Un « événement indésirable grave » non signalé
L’enquête menée par le CHU doit également expliquer pourquoi le comportement de l’opératrice n’a pas été signalé plus tôt à la direction. « Normalement, les équipes confrontées à un événement indésirable grave sont obligées de le signaler », assure pourtant Christophe Gautier. La Haute autorité de la santé (HAS) définit comme un « événement indésirable grave » tout événement inattendu au regard de l’état de santé et de la pathologie de la personne, dont les conséquences sont « le décès, la mise en jeu du pronostic vital ou la survenue probable d’un déficit fonctionnel permanent ».
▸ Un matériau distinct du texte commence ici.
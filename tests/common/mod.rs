#![allow(dead_code)]

use axum::Router;

use ustoz_backend_rust::core::ViewState;
use ustoz_backend_rust::routes;
use ustoz_backend_rust::services::gemini::{
    DifficultyLevel, GeminiClient, Source, Syllabus, Topic,
};
use ustoz_backend_rust::state::AppState;

/// Router with an empty credential: every generation call fails with
/// the not-configured error before any request leaves the host.
pub async fn create_test_app() -> Router {
    std::env::set_var("GEMINI_API_KEY", "");
    ustoz_backend_rust::create_app().await
}

/// Router whose session already holds a generated syllabus, the way a
/// user would have reached ViewSyllabus.
pub async fn create_seeded_app() -> Router {
    std::env::set_var("GEMINI_API_KEY", "");
    let state = AppState::new(GeminiClient::from_env());

    {
        let session = state.session();
        let mut guard = session.write().await;
        guard.navigate(ViewState::CreateSyllabus).unwrap();
        guard
            .begin_syllabus_generation("Artificial Intelligence", 3, DifficultyLevel::Intermediate)
            .unwrap();
        guard.syllabus_generated(sample_syllabus());
    }

    routes::router(state)
}

pub fn sample_syllabus() -> Syllabus {
    Syllabus {
        subject: "Artificial Intelligence".to_string(),
        difficulty: DifficultyLevel::Intermediate,
        topics: vec![
            Topic {
                id: "t1".to_string(),
                title: "Search".to_string(),
                description: "State-space search".to_string(),
                week: 1,
            },
            Topic {
                id: "t2".to_string(),
                title: "Logic".to_string(),
                description: "Propositional logic".to_string(),
                week: 2,
            },
            Topic {
                id: "t3".to_string(),
                title: "Learning".to_string(),
                description: "Supervised learning".to_string(),
                week: 3,
            },
        ],
        sources: vec![Source {
            university: "MIT".to_string(),
            url: "https://ocw.mit.edu".to_string(),
            title: "6.034 Artificial Intelligence".to_string(),
        }],
    }
}
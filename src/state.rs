use std::sync::Arc;
use std::time::{Instant, SystemTime};

use tokio::sync::RwLock;

use crate::core::Session;
use crate::services::gemini::GeminiClient;

/// Shared application state. The session is the single mutable value;
/// it is owned here for the lifetime of the process and only touched
/// through its transition methods.
#[derive(Clone)]
pub struct AppState {
    started_at: Instant,
    started_at_system: SystemTime,
    gemini: Arc<GeminiClient>,
    session: Arc<RwLock<Session>>,
}

impl AppState {
    pub fn new(gemini: GeminiClient) -> Self {
        Self {
            started_at: Instant::now(),
            started_at_system: SystemTime::now(),
            gemini: Arc::new(gemini),
            session: Arc::new(RwLock::new(Session::new())),
        }
    }

    pub fn from_env() -> Self {
        Self::new(GeminiClient::from_env())
    }

    pub fn uptime_seconds(&self) -> u64 {
        self.started_at.elapsed().as_secs()
    }

    pub fn started_at_system(&self) -> SystemTime {
        self.started_at_system
    }

    pub fn gemini(&self) -> Arc<GeminiClient> {
        Arc::clone(&self.gemini)
    }

    pub fn session(&self) -> Arc<RwLock<Session>> {
        Arc::clone(&self.session)
    }
}
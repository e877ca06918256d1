use crate::export::DocumentSpec;

pub const PAGE_WIDTH_MM: f32 = 210.0;
pub const PAGE_HEIGHT_MM: f32 = 297.0;
pub const MARGIN_MM: f32 = 20.0;
pub const BANNER_HEIGHT_MM: f32 = 50.0;
pub const TITLE_BASELINE_MM: f32 = 35.0;
pub const FIRST_PAGE_TOP_MM: f32 = 70.0;
pub const PAGE_TOP_MM: f32 = 30.0;

const SECTION_BREAK_MARGIN_MM: f32 = 40.0;
const LINE_BREAK_MARGIN_MM: f32 = 20.0;
const RULE_OFFSET_MM: f32 = 2.0;
const HEADING_ADVANCE_MM: f32 = 15.0;
const LINE_ADVANCE_MM: f32 = 7.0;
const ITEM_GAP_MM: f32 = 5.0;
const SECTION_GAP_MM: f32 = 10.0;

pub const TITLE_SIZE_PT: f32 = 24.0;
pub const HEADING_SIZE_PT: f32 = 16.0;
pub const BODY_SIZE_PT: f32 = 11.0;
pub const FOOTER_SIZE_PT: f32 = 9.0;
pub const FOOTER_BASELINE_MM: f32 = PAGE_HEIGHT_MM - 10.0;

const PT_TO_MM: f32 = 0.352_778;
// Average Helvetica glyph width as a fraction of the font size; close
// enough for wrapping at body sizes without embedding font metrics.
const AVG_GLYPH_EM: f32 = 0.5;

/// A positioned drawing operation. `y_mm` measures down from the top
/// edge of the page.
#[derive(Debug, Clone, PartialEq)]
pub enum PageOp {
    Banner { title: String },
    Heading { text: String, y_mm: f32 },
    Rule { y_mm: f32 },
    BodyLine { text: String, y_mm: f32 },
}

#[derive(Debug, Clone, Default, PartialEq)]
pub struct Page {
    pub ops: Vec<PageOp>,
}

/// Estimated rendered width of `text` at `size_pt`, in millimetres.
pub fn estimate_width_mm(text: &str, size_pt: f32) -> f32 {
    text.chars().count() as f32 * size_pt * AVG_GLYPH_EM * PT_TO_MM
}

/// Wraps `text` to `max_width_mm` at `size_pt`. Explicit newlines are
/// respected; words longer than a full line break mid-word.
pub fn wrap_text(text: &str, max_width_mm: f32, size_pt: f32) -> Vec<String> {
    let glyph_mm = size_pt * AVG_GLYPH_EM * PT_TO_MM;
    let max_chars = ((max_width_mm / glyph_mm) as usize).max(1);

    let mut lines = Vec::new();
    for segment in text.split('\n') {
        let words: Vec<&str> = segment.split_whitespace().collect();
        if words.is_empty() {
            lines.push(String::new());
            continue;
        }

        let mut current = String::new();
        for word in words {
            if current.is_empty() {
                push_word(&mut lines, &mut current, word, max_chars);
            } else if current.chars().count() + 1 + word.chars().count() <= max_chars {
                current.push(' ');
                current.push_str(word);
            } else {
                lines.push(std::mem::take(&mut current));
                push_word(&mut lines, &mut current, word, max_chars);
            }
        }
        if !current.is_empty() {
            lines.push(current);
        }
    }
    lines
}

fn push_word(lines: &mut Vec<String>, current: &mut String, word: &str, max_chars: usize) {
    if word.chars().count() <= max_chars {
        current.push_str(word);
        return;
    }
    // Overlong word: emit full chunks, keep the remainder as the
    // current line.
    let chars: Vec<char> = word.chars().collect();
    for chunk in chars.chunks(max_chars) {
        if !current.is_empty() {
            lines.push(std::mem::take(current));
        }
        current.extend(chunk.iter());
    }
}

/// Pure pagination pass. Pages are created lazily, only when a heading
/// or line actually lands on them, so content that exactly fills the
/// final page never produces a trailing blank page.
pub fn paginate(spec: &DocumentSpec) -> Vec<Page> {
    let max_width = PAGE_WIDTH_MM - MARGIN_MM * 2.0;

    let mut pages: Vec<Page> = Vec::new();
    let mut current = Page::default();
    current.ops.push(PageOp::Banner {
        title: spec.title.to_uppercase(),
    });
    let mut y = FIRST_PAGE_TOP_MM;

    for section in &spec.sections {
        if y > PAGE_HEIGHT_MM - SECTION_BREAK_MARGIN_MM {
            pages.push(std::mem::take(&mut current));
            y = PAGE_TOP_MM;
        }

        current.ops.push(PageOp::Heading {
            text: section.heading.clone(),
            y_mm: y,
        });
        current.ops.push(PageOp::Rule {
            y_mm: y + RULE_OFFSET_MM,
        });
        y += HEADING_ADVANCE_MM;

        for item in section.body.as_items() {
            for line in wrap_text(item, max_width, BODY_SIZE_PT) {
                if y > PAGE_HEIGHT_MM - LINE_BREAK_MARGIN_MM {
                    pages.push(std::mem::take(&mut current));
                    y = PAGE_TOP_MM;
                }
                current.ops.push(PageOp::BodyLine { text: line, y_mm: y });
                y += LINE_ADVANCE_MM;
            }
            y += ITEM_GAP_MM;
        }
        y += SECTION_GAP_MM;
    }

    pages.push(current);
    pages
}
La ministre de la santé, Agnès Buzyn, affirmait sur France Info, le 10 avril, que « lorsqu’un événement indésirable grave aboutit au décès, on doit obligatoirement en référer à l’Agence régionale de santé [ARS] qui doit mener une enquête, voire le faire remonter au ministère ». Contactée par Le Monde, l’ARS affirmait, le 7 mai, ne pas être informée de l’affaire.
Pourtant, le procès-verbal d’admission à l’hôpital de Naomi Musenga, figurant en dernière page du rapport d’autopsie – que Le Monde s’est procuré – rapporte bien le ton moqueur des propos échangés et laisse supposer que l’hôpital a pu avoir connaissance de ces détails dès le jour du décès de la jeune femme. « Samu rigole, lui dit d’appeler SOS Médecins et raccroche », lit-on sur le feuillet manuscrit qui vient conclure le rapport d’autopsie. Interrogé sur ce document, Christophe Gautier, directeur général des hôpitaux de Strasbourg, dit ne jamais en avoir eu connaissance : « Vous me l’apprenez. Je n’ai jamais eu accès à ce dossier. »
Cent douze heures entre le décès et l’autopsie
Thierry Hans, directeur de publication du magazine Heb’di, a pourtant contacté, à de nombreuses reprises, l’hôpital strasbourgeois avant la parution de son article. « Cela m’étonne un peu, je ne peux pas le confirmer », avance M. Gautier.
« J’ai appelé l’hôpital la veille de la parution de l’article, demandé le service de communication et eu au téléphone une personne qui n’était pas au courant de la situation. Elle a pris ça de haut, l’échange a duré trente secondes, et c’était fini », rapporte M. Hans.
Mohamed Aachour, l’un des avocats de la famille Musenga, s’est également étonné du délai de cent douze heures s’étant écoulé entre le décès de Naomi Musenga et son autopsie. « Quand on lit le rapport, on nous indique des organes en état de putréfaction avancée. Pourquoi cent douze heures ? Et quelles ont été les conditions de conservation du corps ? » s’interrogeait-il sur BFM-TV, le 9 mai.
« Concernant l’autopsie, nous ne confirmons pas qu’elle puisse être qualifiée de tardive et tous les détails concernant ce point seront disponibles lors du rendu des conclusions de l’investigation », répond la direction de l’hôpital. Autant de zone d’ombres que l’enquête administrative diligentée par l’hôpital ainsi que l’enquête ouverte par le parquet de Strasbourg se devront de mettre en lumière.